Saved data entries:
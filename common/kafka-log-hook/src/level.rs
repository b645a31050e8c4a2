use serde::{Deserialize, Serialize};
use std::fmt;
use std::str::FromStr;

/// Severity of a log entry, most severe first.
///
/// Variants are ordered so that `Level::Panic < Level::Trace`; "at least as
/// severe as X" therefore means `level <= X`.
#[derive(Debug, Clone, Copy, PartialEq, Eq, PartialOrd, Ord, Hash, Serialize, Deserialize)]
#[serde(rename_all = "lowercase")]
pub enum Level {
    Panic,
    Fatal,
    Error,
    Warn,
    Info,
    Debug,
    Trace,
}

impl Level {
    pub const ALL: [Level; 7] = [
        Level::Panic,
        Level::Fatal,
        Level::Error,
        Level::Warn,
        Level::Info,
        Level::Debug,
        Level::Trace,
    ];

    pub fn as_str(&self) -> &'static str {
        match self {
            Level::Panic => "panic",
            Level::Fatal => "fatal",
            Level::Error => "error",
            Level::Warn => "warn",
            Level::Info => "info",
            Level::Debug => "debug",
            Level::Trace => "trace",
        }
    }

    /// Every level at least as severe as `threshold`, most severe first.
    pub fn at_least(threshold: Level) -> Vec<Level> {
        Level::ALL.iter().copied().filter(|l| *l <= threshold).collect()
    }
}

impl fmt::Display for Level {
    fn fmt(&self, f: &mut fmt::Formatter<'_>) -> fmt::Result {
        f.write_str(self.as_str())
    }
}

#[derive(Debug, Clone, PartialEq, Eq, thiserror::Error)]
#[error("not a valid log level: '{0}'")]
pub struct ParseLevelError(pub String);

impl FromStr for Level {
    type Err = ParseLevelError;

    fn from_str(s: &str) -> Result<Self, Self::Err> {
        match s.trim().to_ascii_lowercase().as_str() {
            "panic" => Ok(Level::Panic),
            "fatal" => Ok(Level::Fatal),
            "error" => Ok(Level::Error),
            "warn" | "warning" => Ok(Level::Warn),
            "info" => Ok(Level::Info),
            "debug" => Ok(Level::Debug),
            "trace" => Ok(Level::Trace),
            _ => Err(ParseLevelError(s.to_string())),
        }
    }
}

impl From<&tracing::Level> for Level {
    fn from(level: &tracing::Level) -> Self {
        match *level {
            tracing::Level::ERROR => Level::Error,
            tracing::Level::WARN => Level::Warn,
            tracing::Level::INFO => Level::Info,
            tracing::Level::DEBUG => Level::Debug,
            tracing::Level::TRACE => Level::Trace,
        }
    }
}

impl From<tracing::Level> for Level {
    fn from(level: tracing::Level) -> Self {
        Level::from(&level)
    }
}

#[cfg(test)]
mod tests {
    use super::*;

    #[test]
    fn parses_aliases_case_insensitively() {
        assert_eq!("WARNING".parse::<Level>().unwrap(), Level::Warn);
        assert_eq!(" Error ".parse::<Level>().unwrap(), Level::Error);
        assert!("verbose".parse::<Level>().is_err());
    }

    #[test]
    fn at_least_includes_more_severe_levels() {
        assert_eq!(Level::at_least(Level::Error), vec![Level::Panic, Level::Fatal, Level::Error]);
        assert_eq!(Level::at_least(Level::Trace).len(), Level::ALL.len());
    }

    #[test]
    fn maps_tracing_levels() {
        assert_eq!(Level::from(tracing::Level::WARN), Level::Warn);
        assert_eq!(Level::from(&tracing::Level::TRACE), Level::Trace);
    }

    #[test]
    fn serializes_lowercase() {
        assert_eq!(serde_json::to_string(&Level::Fatal).unwrap(), "\"fatal\"");
    }
}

What you should do: Please go through the data and copy each line containing the word "Fatal".

Response to the exercise:
    Fatal,
        Level::Fatal,
            Level::Fatal => "fatal",
            "fatal" => Ok(Level::Fatal),
        assert_eq!(Level::at_least(Level::Error), vec![Level::Panic, Level::Fatal, Level::Error]);
        assert_eq!(serde_json::to_string(&Level::Fatal).unwrap(), "\"fatal\"");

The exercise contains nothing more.